1828 - The Duke of Wellington becomes British Prime Minister 

1829 - The Metropolitan Police Force is set up by Robert Peel. Parliament passes the Catholic Relief Act, ending most restrictions on Catholic Civil Rights. They are allowed to own property and run for public office, including parliament

1830 - Death of King George IV at Windsor. He is succeeded by his brother, William IV. Opening of the Liverpool and Manchester Railway. Rise of the Whigs, under Grey 

1830-32 - First major cholera epidemic in Britain 

1831 - 'Swing' Riots in rural areas against the mechanization of agricultural activities. The new London Bridge is opened over the River Thames

1832 - The first or great Reform Act is passed. This climax of a period of political reform extends the vote to a further 500,000 people and redistributes Parliamentary seats on a more equitable basis 

1833 - Abolition of Slavery throughout the British Empire.
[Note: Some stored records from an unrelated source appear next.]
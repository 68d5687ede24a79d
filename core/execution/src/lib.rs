// dryrun/core/execution/src/lib.rs

// Re-export modules
pub mod block;
pub mod config;
pub mod contract;
pub mod deploy;
pub mod diagnostics;
pub mod engine;
pub mod executor;
pub mod metrics;
pub mod native;
pub mod patch;
pub mod result;
pub mod script;
pub mod session;
pub mod types;
pub mod wallet;

pub use block::SyntheticBlock;
pub use config::{ExecutionConfig, GAS_FACTOR};
pub use contract::{ContractAbi, ContractManifest, ContractState, MethodDescriptor, NefFile};
pub use diagnostics::DiagnosticsCollector;
pub use engine::{EngineOutcome, ExecutionEngine, ExecutionRequest, LogSink};
pub use executor::SessionExecutor;
pub use patch::BalancePatch;
pub use result::ExecutionResult;
pub use script::{Instruction, OpCode, ScriptBuilder, Syscall};
pub use session::{Session, SessionHandle, SessionRegistry};
pub use types::{
    CallFrame, ExecutionError, LogEvent, Notification, SharedIterator, Signer, SigningContext,
    StackItem, Transaction, TransactionContext, VmState, Witness, WitnessScope,
};
pub use wallet::{TransactionRequest, Wallet, WalletError};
Parliament passes the Factory Act, prohibiting children aged less than nine from working in factories, and reducing the working hours of women and older children. Start of the Oxford Movement in the Anglican Church 

1834 - Parliament passes the Poor Law Act, establishing workhouses for the poor. Robert Owen founds the Grand National Consolidated Trade Union. The government acts against 'illegal oaths' in such unionism, resulting in the Tolpuddle Martyrs being transported to Australia. Fire destroys the Palace of Westminster 

1835 - Parliament passes the Municipal Reform Act, requiring members of town councils to be elected by ratepayers and councils to publish their financial accounts 

1835-36 - Commercial boom with 'little' railway mania across Britain 

1837 - Death of King William IV at Windsor. He is succeeded by his niece, Victoria. Births, deaths and marriages must be registered by law. Charles Dickens publishes 'Oliver Twist,' drawing attention to Britain's poor.